Quedarse en blanco o dejar de pensar es una experiencia muy común. Mientras estamos despiertos, nuestros pensamientos abarcan contenidos muy diversos y no dejan de fluir. Sin embargo, hay momentos en los que, al menos aparentemente, nuestra mente se vacía totalmente. Un equipo de neurocientíficos y filósofos recopila lo que se sabe sobre este fenómeno.

Los investigadores advierten: “Aún no está claro qué significan estos espacios en blanco”. En cualquier caso, es algo que se ha investigado de forma bastante profusa y son muchas las pistas que permiten hacer una aproximación bastante certera, aunque aún queden algunos misterios por desvelar.

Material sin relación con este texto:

//! Shared test doubles: an in-memory columnar store that simulates the
//! catalog, a connector over it, a canned system-of-record registry, and a
//! stub PromQL engine that evaluates bare selectors.

#![allow(dead_code)]

use async_trait::async_trait;
use parking_lot::Mutex;
use promlith::cache::{
    IdRegistry, LabelNameRecord, LabelRecord, LabelValueRecord, LayoutRecord, MetricLabelRecord,
    MetricNameRecord, MetricTargetRecord, TargetRecord,
};
use promlith::query::promql::{
    parse_matcher_sets, InstantSeries, PromValue, PromqlEngine, Queryable, RangeSeries,
    SelectHints,
};
use promlith::store::{
    ColumnarConnector, ColumnarStore, Endpoint, QueryResult, Value,
};
use promlith::{Error, Result};
use std::collections::{BTreeMap, BTreeSet, HashMap};
use std::sync::Arc;
use std::time::Duration;

/// In-memory columnar store. Tracks executed DDL, simulates the
/// `system.columns` catalog for the sample table, and serves canned query
/// results matched by SQL substring.
#[derive(Default)]
pub struct MemoryStore {
    pub executed: Mutex<Vec<String>>,
    pub queries: Mutex<Vec<String>>,
    pub inserts: Mutex<Vec<InsertRecord>>,
    /// App label column indices present on the sample table
    pub app_columns: Mutex<BTreeSet<usize>>,
    tables: Mutex<BTreeSet<String>>,
    responses: Mutex<Vec<(String, QueryResult)>>,
}

#[derive(Debug, Clone)]
pub struct InsertRecord {
    pub database: String,
    pub table: String,
    pub columns: Vec<String>,
    pub rows: Vec<Vec<Value>>,
}

impl MemoryStore {
    pub fn respond_to(&self, sql_substring: &str, result: QueryResult) {
        self.responses
            .lock()
            .push((sql_substring.to_string(), result));
    }

    pub fn app_column_count(&self) -> usize {
        self.app_columns.lock().len()
    }

    /// Pretend a table already exists with the given app label columns, as
    /// if another node created it.
    pub fn seed_table(&self, table: &str, columns: &[usize]) {
        self.tables.lock().insert(table.to_string());
        self.app_columns.lock().extend(columns.iter().copied());
    }

    pub fn alter_count(&self) -> usize {
        self.executed
            .lock()
            .iter()
            .filter(|sql| sql.starts_with("ALTER TABLE"))
            .count()
    }

    fn app_indices_in(sql: &str) -> Vec<usize> {
        let mut indices = Vec::new();
        let mut rest = sql;
        while let Some(pos) = rest.find("app_label_value_id_") {
            rest = &rest[pos + "app_label_value_id_".len()..];
            let digits: String = rest.chars().take_while(|c| c.is_ascii_digit()).collect();
            if let Ok(i) = digits.parse() {
                indices.push(i);
            }
        }
        indices
    }
}

#[async_trait]
impl ColumnarStore for MemoryStore {
    async fn execute(&self, sql: &str) -> Result<()> {
        self.executed.lock().push(sql.to_string());

        if sql.starts_with("CREATE TABLE IF NOT EXISTS") {
            // first creation instantiates the columns named in the DDL
            let table = sql
                .split('`')
                .nth(1)
                .unwrap_or_default()
                .to_string();
            if self.tables.lock().insert(table) {
                let mut columns = self.app_columns.lock();
                for i in Self::app_indices_in(sql) {
                    columns.insert(i);
                }
            }
        } else if sql.starts_with("ALTER TABLE") {
            let mut columns = self.app_columns.lock();
            for i in Self::app_indices_in(sql) {
                if !columns.insert(i) {
                    return Err(Error::Store(
                        "column with this name already exists".into(),
                    ));
                }
            }
        }
        Ok(())
    }

    async fn query(&self, sql: &str) -> Result<QueryResult> {
        self.queries.lock().push(sql.to_string());

        if sql.contains("FROM system.columns") {
            return Ok(QueryResult {
                columns: vec!["count(0)".into()],
                schemas: vec![promlith::store::ValueType::Int],
                values: vec![vec![Value::Int(self.app_column_count() as i64)]],
            });
        }
        for (pattern, result) in self.responses.lock().iter() {
            if sql.contains(pattern.as_str()) {
                return Ok(result.clone());
            }
        }
        Err(Error::Store(format!("no canned response for: {sql}")))
    }

    async fn insert(
        &self,
        database: &str,
        table: &str,
        columns: &[String],
        rows: &[Vec<Value>],
    ) -> Result<()> {
        self.inserts.lock().push(InsertRecord {
            database: database.into(),
            table: table.into(),
            columns: columns.to_vec(),
            rows: rows.to_vec(),
        });
        Ok(())
    }
}

/// Connector mapping endpoints to in-memory stores; unknown endpoints fail
/// to dial.
#[derive(Default)]
pub struct MemoryConnector {
    stores: Mutex<HashMap<String, Arc<MemoryStore>>>,
}

impl MemoryConnector {
    pub fn with_store(endpoint: &Endpoint, store: Arc<MemoryStore>) -> Self {
        let connector = Self::default();
        connector.add(endpoint, store);
        connector
    }

    pub fn add(&self, endpoint: &Endpoint, store: Arc<MemoryStore>) {
        self.stores.lock().insert(endpoint.to_string(), store);
    }
}

#[async_trait]
impl ColumnarConnector for MemoryConnector {
    async fn connect(&self, endpoint: &Endpoint) -> Result<Arc<dyn ColumnarStore>> {
        self.stores
            .lock()
            .get(&endpoint.to_string())
            .cloned()
            .map(|s| s as Arc<dyn ColumnarStore>)
            .ok_or_else(|| Error::Store(format!("dial {endpoint} refused")))
    }
}

/// Canned system of record with per-call event tracking
#[derive(Default)]
pub struct MockRegistry {
    pub metric_names: Vec<MetricNameRecord>,
    pub label_names: Vec<LabelNameRecord>,
    pub label_values: Vec<LabelValueRecord>,
    pub labels: Vec<LabelRecord>,
    pub layouts: Vec<LayoutRecord>,
    pub targets: Vec<TargetRecord>,
    pub metric_labels: Vec<MetricLabelRecord>,
    pub metric_targets: Vec<MetricTargetRecord>,
    /// Method names that should fail
    pub fail: Mutex<BTreeSet<&'static str>>,
    /// Artificial latency per call
    pub delay: Duration,
    /// `"<method>:start"` / `"<method>:end"` in observed order
    pub events: Mutex<Vec<String>>,
}

impl MockRegistry {
    /// A registry populated with one metric (`up`, id 1), one target
    /// (`job=node, instance=h1`, id 3) and a layout placing `pod` in app
    /// label column 1.
    pub fn populated() -> Self {
        Self {
            metric_names: vec![MetricNameRecord {
                id: 1,
                name: "up".into(),
            }],
            label_names: vec![
                LabelNameRecord {
                    id: 1,
                    name: "job".into(),
                },
                LabelNameRecord {
                    id: 2,
                    name: "instance".into(),
                },
                LabelNameRecord {
                    id: 3,
                    name: "pod".into(),
                },
            ],
            label_values: vec![
                LabelValueRecord {
                    id: 10,
                    value: "node".into(),
                },
                LabelValueRecord {
                    id: 11,
                    value: "h1".into(),
                },
                LabelValueRecord {
                    id: 12,
                    value: "pod-0".into(),
                },
            ],
            labels: vec![LabelRecord {
                id: 100,
                name: "pod".into(),
                value: "pod-0".into(),
            }],
            layouts: vec![LayoutRecord {
                metric_name: "up".into(),
                app_label_name: "pod".into(),
                column_index: 1,
            }],
            targets: vec![TargetRecord {
                id: 3,
                labels: vec![
                    ("job".into(), "node".into()),
                    ("instance".into(), "h1".into()),
                ],
            }],
            metric_labels: vec![MetricLabelRecord {
                metric_name: "up".into(),
                label_id: 100,
            }],
            metric_targets: vec![MetricTargetRecord {
                metric_id: 1,
                target_id: 3,
            }],
            ..Default::default()
        }
    }

    async fn call<T: Clone>(&self, method: &'static str, data: &[T]) -> Result<Vec<T>> {
        self.events.lock().push(format!("{method}:start"));
        if !self.delay.is_zero() {
            tokio::time::sleep(self.delay).await;
        }
        let failed = self.fail.lock().contains(method);
        self.events.lock().push(format!("{method}:end"));
        if failed {
            return Err(Error::Store(format!("{method} unavailable")));
        }
        Ok(data.to_vec())
    }
}

#[async_trait]
impl IdRegistry for MockRegistry {
    async fn metric_names(&self) -> Result<Vec<MetricNameRecord>> {
        self.call("metric_names", &self.metric_names).await
    }
    async fn label_names(&self) -> Result<Vec<LabelNameRecord>> {
        self.call("label_names", &self.label_names).await
    }
    async fn label_values(&self) -> Result<Vec<LabelValueRecord>> {
        self.call("label_values", &self.label_values).await
    }
    async fn labels(&self) -> Result<Vec<LabelRecord>> {
        self.call("labels", &self.labels).await
    }
    async fn layouts(&self) -> Result<Vec<LayoutRecord>> {
        self.call("layouts", &self.layouts).await
    }
    async fn targets(&self) -> Result<Vec<TargetRecord>> {
        self.call("targets", &self.targets).await
    }
    async fn metric_labels(&self) -> Result<Vec<MetricLabelRecord>> {
        self.call("metric_labels", &self.metric_labels).await
    }
    async fn metric_targets(&self) -> Result<Vec<MetricTargetRecord>> {
        self.call("metric_targets", &self.metric_targets).await
    }
}

/// PromQL engine stub: treats the query as a bare series selector and
/// evaluates it with a single select.
pub struct StubEngine;

#[async_trait]
impl PromqlEngine for StubEngine {
    async fn instant_query(
        &self,
        queryable: Arc<dyn Queryable>,
        promql: &str,
        time_ms: i64,
    ) -> Result<PromValue> {
        let matchers = parse_matcher_sets(&[promql.to_string()])?.remove(0);
        let querier = queryable.querier(time_ms, time_ms)?;
        let hints = SelectHints {
            start_ms: time_ms,
            end_ms: time_ms,
            ..Default::default()
        };
        let set = querier.select(true, &hints, &matchers).await?;

        let mut result = Vec::new();
        for series in set.series {
            let metric: BTreeMap<String, String> = series
                .labels
                .iter()
                .map(|l| (l.name.clone(), l.value.clone()))
                .collect();
            if let Some(sample) = series.samples.last() {
                result.push(InstantSeries {
                    metric,
                    value: (sample.timestamp as f64 / 1000.0, sample.value.to_string()),
                });
            }
        }
        Ok(PromValue::Vector(result))
    }

    async fn range_query(
        &self,
        queryable: Arc<dyn Queryable>,
        promql: &str,
        start_ms: i64,
        end_ms: i64,
        step: Duration,
    ) -> Result<PromValue> {
        let matchers = parse_matcher_sets(&[promql.to_string()])?.remove(0);
        let querier = queryable.querier(start_ms, end_ms)?;
        let hints = SelectHints {
            start_ms,
            end_ms,
            step_ms: step.as_millis() as i64,
            ..Default::default()
        };
        let set = querier.select(true, &hints, &matchers).await?;

        let mut result = Vec::new();
        for series in set.series {
            let metric: BTreeMap<String, String> = series
                .labels
                .iter()
                .map(|l| (l.name.clone(), l.value.clone()))
                .collect();
            result.push(RangeSeries {
                metric,
                values: series
                    .samples
                    .iter()
                    .map(|s| (s.timestamp as f64 / 1000.0, s.value.to_string()))
                    .collect(),
            });
        }
        Ok(PromValue::Matrix(result))
    }
}

/// A canned result shaped like an instant query against a native Prometheus
/// metric: `timestamp`, `metrics.<name>`, `tag`.
pub fn native_metric_result(metric: &str, rows: Vec<(i64, f64, &str)>) -> QueryResult {
    QueryResult {
        columns: vec![
            "timestamp".into(),
            format!("metrics.{metric}"),
            "tag".into(),
        ],
        schemas: vec![
            promlith::store::ValueType::Int,
            promlith::store::ValueType::Float64,
            promlith::store::ValueType::String,
        ],
        values: rows
            .into_iter()
            .map(|(t, v, tag)| {
                vec![
                    Value::Int(t),
                    Value::Float64(v),
                    Value::String(tag.to_string()),
                ]
            })
            .collect(),
    }
}
//! Query admission rate limiting
//!
//! A single leaky bucket guards the query path: tokens drip in at the
//! configured rate and the bucket holds at most one second of burst. Both
//! the rate and each acquisition are expanded by 1000, which keeps the
//! bucket usable for fractional QPS limits.

use parking_lot::Mutex;
use std::time::Instant;

/// Tokens consumed per admitted query.
pub const TOKENS_PER_QUERY: u64 = 1000;

/// Leaky bucket for query admission
#[derive(Debug)]
pub struct LeakyBucket {
    /// Drip rate in tokens per second; also the burst ceiling
    rate: f64,
    state: Mutex<BucketState>,
}

#[derive(Debug)]
struct BucketState {
    /// Fractional, so sub-token drip between frequent acquisitions is not
    /// rounded away
    available: f64,
    last_drip: Instant,
}

impl LeakyBucket {
    /// Create a bucket admitting `qps` queries per second, starting full.
    pub fn new(qps: u64) -> Self {
        let rate = qps.saturating_mul(TOKENS_PER_QUERY).max(1) as f64;
        Self {
            rate,
            state: Mutex::new(BucketState {
                available: rate,
                last_drip: Instant::now(),
            }),
        }
    }

    /// Take `tokens` from the bucket, returning whether the caller is
    /// admitted. A rejected acquisition takes nothing.
    pub fn acquire(&self, tokens: u64) -> bool {
        let mut state = self.state.lock();
        self.drip(&mut state);
        if state.available < tokens as f64 {
            return false;
        }
        state.available -= tokens as f64;
        true
    }

    /// Whole tokens currently in the bucket.
    pub fn available(&self) -> u64 {
        let mut state = self.state.lock();
        self.drip(&mut state);
        state.available as u64
    }

    fn drip(&self, state: &mut BucketState) {
        let now = Instant::now();
        let dripped = now.duration_since(state.last_drip).as_secs_f64() * self.rate;
        state.available = (state.available + dripped).min(self.rate);
        state.last_drip = now;
    }
}

#[cfg(test)]
mod tests {
    use super::*;

    #[test]
    fn test_bucket_admits_up_to_rate() {
        let bucket = LeakyBucket::new(2);

        assert!(bucket.acquire(TOKENS_PER_QUERY));
        assert!(bucket.acquire(TOKENS_PER_QUERY));
        assert!(!bucket.acquire(TOKENS_PER_QUERY));
    }

    #[test]
    fn test_rejected_acquisition_takes_nothing() {
        let bucket = LeakyBucket::new(1);

        assert!(!bucket.acquire(2 * TOKENS_PER_QUERY));
        // the failed oversized acquire left the bucket intact
        assert!(bucket.acquire(TOKENS_PER_QUERY));
    }

    #[test]
    fn test_bucket_overflow_rejects_at_least_one() {
        let bucket = LeakyBucket::new(1000);

        let admitted = (0..1001)
            .filter(|_| bucket.acquire(TOKENS_PER_QUERY))
            .count();
        assert!(admitted <= 1000);
    }
}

Las principales conclusiones a las que han llegado los autores de la revisión sobre el significado de quedarse en blanco o poner la mente en blanco: guardan relación con la atención, la memoria y el cese del diálogo interno, entre otras cuestiones. Los momentos en los que nos quedamos en blanco tienden a ocurrir al finalizar tareas que requieren una atención prolongada y sostenida, como los exámenes, así como en situaciones de falta de sueño o tras practicar ejercicio físico intenso, pero también se pueden considerar un estado típico de la vigilia.